▸ SUPPLIED RECORDS
# # # #

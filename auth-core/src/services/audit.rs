//! Best-effort audit logging.
//!
//! Audit is a log, not a transactional gate: a write failure never blocks the
//! authentication decision, but it is surfaced to operational monitoring via
//! an error-level trace event.

use std::sync::Arc;

use crate::models::AuditEvent;
use crate::store::AuditStore;

#[derive(Clone)]
pub struct AuditLogger {
    store: Arc<dyn AuditStore>,
}

impl AuditLogger {
    pub fn new(store: Arc<dyn AuditStore>) -> Self {
        Self { store }
    }

    pub fn store(&self) -> Arc<dyn AuditStore> {
        self.store.clone()
    }

    /// Append an event. Persistence failures are logged and swallowed.
    pub async fn record(&self, event: AuditEvent) {
        tracing::debug!(
            kind = event.kind.as_str(),
            username = %event.username,
            success = event.success,
            risk_score = event.risk_score,
            "audit event"
        );
        if let Err(e) = self.store.append(&event).await {
            tracing::error!(
                error = %e,
                kind = event.kind.as_str(),
                username = %event.username,
                "Failed to persist audit event"
            );
        }
    }
}
mod common;

use auth_core::config::AuthConfig;
use auth_core::models::{AuthMethod, ClientInfo};
use auth_core::services::AuthError;
use common::{directory_alice, harness, harness_with, GOOD_PASSWORD};

const NEW_PASSWORD: &str = "Fresh-Rotary-Dial-42";

#[tokio::test]
async fn change_revokes_existing_sessions_by_default() {
    let h = harness();
    let view = h.provision("dispatch", GOOD_PASSWORD).await;
    let outcome = h.sign_in("dispatch", GOOD_PASSWORD).await;

    h.auth
        .change_password(view.id, GOOD_PASSWORD, NEW_PASSWORD)
        .await
        .expect("change");

    let err = h.auth.verify(&outcome.token).await.expect_err("must fail");
    assert!(matches!(err, AuthError::SessionExpired));

    // Old password is dead, new one works.
    assert!(h
        .auth
        .sign_in("dispatch", GOOD_PASSWORD, ClientInfo::default(), None)
        .await
        .is_err());
    h.sign_in("dispatch", NEW_PASSWORD).await;
}

#[tokio::test]
async fn sessions_survive_when_revocation_is_disabled() {
    let mut config = AuthConfig::default();
    config.session.revoke_on_password_change = false;
    let h = harness_with(config);
    let view = h.provision("dispatch", GOOD_PASSWORD).await;
    let outcome = h.sign_in("dispatch", GOOD_PASSWORD).await;

    h.auth
        .change_password(view.id, GOOD_PASSWORD, NEW_PASSWORD)
        .await
        .expect("change");
    assert!(h.auth.verify(&outcome.token).await.is_ok());
}

#[tokio::test]
async fn wrong_old_password_is_rejected() {
    let h = harness();
    let view = h.provision("dispatch", GOOD_PASSWORD).await;

    let err = h
        .auth
        .change_password(view.id, "Wrong-Password-1", NEW_PASSWORD)
        .await
        .expect_err("must fail");
    assert!(matches!(err, AuthError::InvalidPassword));
}

#[tokio::test]
async fn policy_violations_are_rejected_with_their_own_reason() {
    let h = harness();
    let view = h.provision("dispatch", GOOD_PASSWORD).await;

    let err = h
        .auth
        .change_password(view.id, GOOD_PASSWORD, "short")
        .await
        .expect_err("must fail");
    assert_eq!(err.reason().as_str(), "password_policy");

    let err = h
        .auth
        .change_password(view.id, GOOD_PASSWORD, "no-uppercase-here-42")
        .await
        .expect_err("must fail");
    assert_eq!(err.reason().as_str(), "password_policy");
}

#[tokio::test]
async fn recent_passwords_cannot_be_reused() {
    let h = harness();
    let view = h.provision("dispatch", GOOD_PASSWORD).await;

    h.auth
        .change_password(view.id, GOOD_PASSWORD, NEW_PASSWORD)
        .await
        .expect("change");

    // Back to the original within the history window.
    let err = h
        .auth
        .change_password(view.id, NEW_PASSWORD, GOOD_PASSWORD)
        .await
        .expect_err("must fail");
    assert!(matches!(err, AuthError::PasswordReuse));

    // The current password itself is also reuse.
    let err = h
        .auth
        .change_password(view.id, NEW_PASSWORD, NEW_PASSWORD)
        .await
        .expect_err("must fail");
    assert!(matches!(err, AuthError::PasswordReuse));
}

#[tokio::test]
async fn directory_principals_cannot_change_a_local_password() {
    let mut config = AuthConfig::default();
    config.strategy.primary = AuthMethod::Directory;
    let h = harness_with(config);
    h.directory.add_account("s3cret!", directory_alice());
    let outcome = h.sign_in("alice", "s3cret!").await;

    let err = h
        .auth
        .change_password(outcome.principal.id, "s3cret!", NEW_PASSWORD)
        .await
        .expect_err("must fail");
    assert!(matches!(err, AuthError::DirectoryManaged));
    assert_eq!(err.reason().as_str(), "directory_managed");
}
impl TryFrom<GroupRow> for Group {
    type Error = anyhow::Error;

    fn try_from(row: GroupRow) -> Result<Self, Self::Error> {
        Ok(Group {
            id: row.group_id,
            name: row.group_name,
            origin: GroupOrigin::from_code(&row.origin_code)
                .ok_or_else(|| anyhow::anyhow!("unknown group origin: {}", row.origin_code))?,
            is_active: row.is_active,
            created_at: row.created_at,
        })
    }
}

#[derive(FromRow)]
struct MembershipRow {
    membership_id: Uuid,
    principal_id: Uuid,
    group_id: Uuid,
    assigned_by: String,
    assigned_at: DateTime<Utc>,
    is_active: bool,
}

impl From<MembershipRow> for Membership {
    fn from(row: MembershipRow) -> Self {
        Membership {
            id: row.membership_id,
            principal_id: row.principal_id,
            group_id: row.group_id,
            assigned_by: row.assigned_by,
            assigned_at: row.assigned_at,
            is_active: row.is_active,
        }
    }
}

#[derive(FromRow)]
struct PermissionRow {
    permission_id: Uuid,
    permission_name: String,
    category: Option<String>,
    resource: Option<String>,
    action: Option<String>,
    is_active: bool,
    created_at: DateTime<Utc>,
}

impl From<PermissionRow> for Permission {
    fn from(row: PermissionRow) -> Self {
        Permission {
            id: row.permission_id,
            name: row.permission_name,
            category: row.category,
            resource: row.resource,
            action: row.action,
            is_active: row.is_active,
            created_at: row.created_at,
        }
    }
}

#[derive(FromRow)]
struct AuditRow {
    event_id: Uuid,
    principal_id: Option<Uuid>,
    username: String,
    kind_code: String,
    method_code: Option<String>,
    success_flag: bool,
    failure_reason: Option<String>,
    risk_score: i32,
    session_id: Option<String>,
    detail: String,
    created_at: DateTime<Utc>,
}

impl TryFrom<AuditRow> for AuditEvent {
    type Error = anyhow::Error;

    fn try_from(row: AuditRow) -> Result<Self, Self::Error> {
        Ok(AuditEvent {
            id: row.event_id,
            principal_id: row.principal_id,
            username: row.username,
            kind: AuditKind::from_code(&row.kind_code)
                .ok_or_else(|| anyhow::anyhow!("unknown audit kind: {}", row.kind_code))?,
            method: row.method_code.as_deref().and_then(AuthMethod::from_code),
            success: row.success_flag,
            failure_reason: row.failure_reason,
            risk_score: row.risk_score,
            session_id: row.session_id,
            detail: serde_json::from_str(&row.detail).unwrap_or(serde_json::Value::Null),
            created_at: row.created_at,
        })
    }
}

#[async_trait]
impl CredentialStore for PgStore {
    async fn find_principal(&self, id: Uuid) -> Result<Option<Principal>, anyhow::Error> {
        sqlx::query_as::<_, PrincipalRow>("SELECT * FROM principals WHERE principal_id = $1")
            .bind(id)
            .fetch_optional(&self.pool)
            .await
            .map_err(|e| anyhow::anyhow!(e))?
            .map(Principal::try_from)
            .transpose()
    }

    async fn find_principal_by_username(
        &self,
        username: &str,
    ) -> Result<Option<Principal>, anyhow::Error> {
        sqlx::query_as::<_, PrincipalRow>(
            "SELECT * FROM principals WHERE lower(username) = lower($1)",
        )
        .bind(username)
        .fetch_optional(&self.pool)
        .await
        .map_err(|e| anyhow::anyhow!(e))?
        .map(Principal::try_from)
        .transpose()
    }

    async fn insert_principal(&self, principal: &Principal) -> Result<(), anyhow::Error> {
        sqlx::query(
            r#"
            INSERT INTO principals (
                principal_id, username, origin_code, email, display_name, department,
                is_active, is_verified, failed_login_attempts, locked_until,
                password_hash, directory_id, second_factor_enrolled,
                created_at, updated_at, last_login
            )
            VALUES ($1, $2, $3, $4, $5, $6, $7, $8, $9, $10, $11, $12, $13, $14, $15, $16)
            "#,
        )
        .bind(principal.id)
        .bind(&principal.username)
        .bind(principal.origin.as_str())
        .bind(&principal.email)
        .bind(&principal.display_name)
        .bind(&principal.department)
        .bind(principal.is_active)
        .bind(principal.is_verified)
        .bind(principal.failed_login_attempts)
        .bind(principal.locked_until)
        .bind(&principal.password_hash)
        .bind(&principal.directory_id)
        .bind(principal.second_factor_enrolled)
        .bind(principal.created_at)
        .bind(principal.updated_at)
        .bind(principal.last_login)
        .execute(&self.pool)
        .await
        .map_err(|e| anyhow::anyhow!(e))?;
        Ok(())
    }

    async fn upsert_directory_principal(
        &self,
        bound: &DirectoryPrincipal,
    ) -> Result<Principal, anyhow::Error> {
        let row = sqlx::query_as::<_, PrincipalRow>(
            r#"
            INSERT INTO principals (
                principal_id, username, origin_code, email, display_name, department,
                is_active, is_verified, failed_login_attempts, locked_until,
                password_hash, directory_id, second_factor_enrolled,
                created_at, updated_at, last_login
            )
            VALUES ($1, $2, 'directory', $3, $4, $5,
                    TRUE, TRUE, 0, NULL, NULL, $6, FALSE, NOW(), NOW(), NULL)
            ON CONFLICT (lower(username)) DO UPDATE SET
                origin_code = 'directory',
                email = EXCLUDED.email,
                display_name = EXCLUDED.display_name,
                department = EXCLUDED.department,
                directory_id = EXCLUDED.directory_id,
                password_hash = NULL,
                is_verified = TRUE,
                updated_at = NOW()
            RETURNING *
            "#,
        )
        .bind(Uuid::new_v4())
        .bind(&bound.username)
        .bind(&bound.email)
        .bind(&bound.display_name)
        .bind(&bound.department)
        .bind(&bound.external_id)
        .fetch_one(&self.pool)
        .await
        .map_err(|e| anyhow::anyhow!(e))?;
        Principal::try_from(row)
    }

    async fn update_password_hash(&self, id: Uuid, hash: &str) -> Result<(), anyhow::Error> {
        sqlx::query(
            "UPDATE principals SET password_hash = $2, updated_at = NOW() WHERE principal_id = $1",
        )
        .bind(id)
        .bind(hash)
        .execute(&self.pool)
        .await
        .map_err(|e| anyhow::anyhow!(e))?;
        Ok(())
    }

    async fn increment_failed_attempts(&self, id: Uuid) -> Result<i32, anyhow::Error> {
        // Storage-level increment so concurrent attempts cannot under-count.
        sqlx::query_scalar::<_, i32>(
            r#"
            UPDATE principals
            SET failed_login_attempts = failed_login_attempts + 1, updated_at = NOW()
            WHERE principal_id = $1
            RETURNING failed_login_attempts
            "#,
        )
        .bind(id)
        .fetch_one(&self.pool)
        .await
        .map_err(|e| anyhow::anyhow!(e))
    }

    async fn set_lockout(&self, id: Uuid, until: DateTime<Utc>) -> Result<(), anyhow::Error> {
        sqlx::query(
            "UPDATE principals SET locked_until = $2, updated_at = NOW() WHERE principal_id = $1",
        )
        .bind(id)
        .bind(until)
        .execute(&self.pool)
        .await
        .map_err(|e| anyhow::anyhow!(e))?;
        Ok(())
    }

    async fn reset_lockout(&self, id: Uuid) -> Result<(), anyhow::Error> {
        sqlx::query(
            r#"
            UPDATE principals
            SET failed_login_attempts = 0, locked_until = NULL, updated_at = NOW()
            WHERE principal_id = $1
            "#,
        )
        .bind(id)
        .execute(&self.pool)
        .await
        .map_err(|e| anyhow::anyhow!(e))?;
        Ok(())
    }

    async fn touch_last_login(&self, id: Uuid, at: DateTime<Utc>) -> Result<(), anyhow::Error> {
        sqlx::query("UPDATE principals SET last_login = $2 WHERE principal_id = $1")
            .bind(id)
            .bind(at)
            .execute(&self.pool)
            .await
            .map_err(|e| anyhow::anyhow!(e))?;
        Ok(())
    }

    async fn deactivate_principal(&self, id: Uuid) -> Result<(), anyhow::Error> {
        sqlx::query(
            "UPDATE principals SET is_active = FALSE, updated_at = NOW() WHERE principal_id = $1",
        )
        .bind(id)
        .execute(&self.pool)
        .await
        .map_err(|e| anyhow::anyhow!(e))?;
        Ok(())
    }

    async fn set_second_factor_enrolled(
        &self,
        id: Uuid,
        enrolled: bool,
    ) -> Result<(), anyhow::Error> {
        sqlx::query(
            r#"
            UPDATE principals
            SET second_factor_enrolled = $2, updated_at = NOW()
            WHERE principal_id = $1
            "#,
        )
        .bind(id)
        .bind(enrolled)
        .execute(&self.pool)
        .await
        .map_err(|e| anyhow::anyhow!(e))?;
        Ok(())
    }

    async fn append_password_history(&self, id: Uuid, hash: &str) -> Result<(), anyhow::Error> {
        sqlx::query(
            r#"
            INSERT INTO password_history (history_id, principal_id, password_hash, created_at)
            VALUES ($1, $2, $3, NOW())
            "#,
        )
        .bind(Uuid::new_v4())
        .bind(id)
        .bind(hash)
        .execute(&self.pool)
        .await
        .map_err(|e| anyhow::anyhow!(e))?;
        Ok(())
    }

    async fn recent_password_hashes(
        &self,
        id: Uuid,
        limit: usize,
    ) -> Result<Vec<String>, anyhow::Error> {
        sqlx::query_scalar::<_, String>(
            r#"
            SELECT password_hash FROM password_history
            WHERE principal_id = $1
            ORDER BY created_at DESC
            LIMIT $2
            "#,
        )
        .bind(id)
        .bind(limit as i64)
        .fetch_all(&self.pool)
        .await
        .map_err(|e| anyhow::anyhow!(e))
    }
}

# # # #

▸ WHAT YOU SHOULD DO
For every line of the material above that contains the word "AuthMethod", show the line.

▸ WRITTEN SOLUTION
use auth_core::models::{AuthMethod, ClientInfo};
    config.strategy.primary = AuthMethod::Directory;
            method: row.method_code.as_deref().and_then(AuthMethod::from_code),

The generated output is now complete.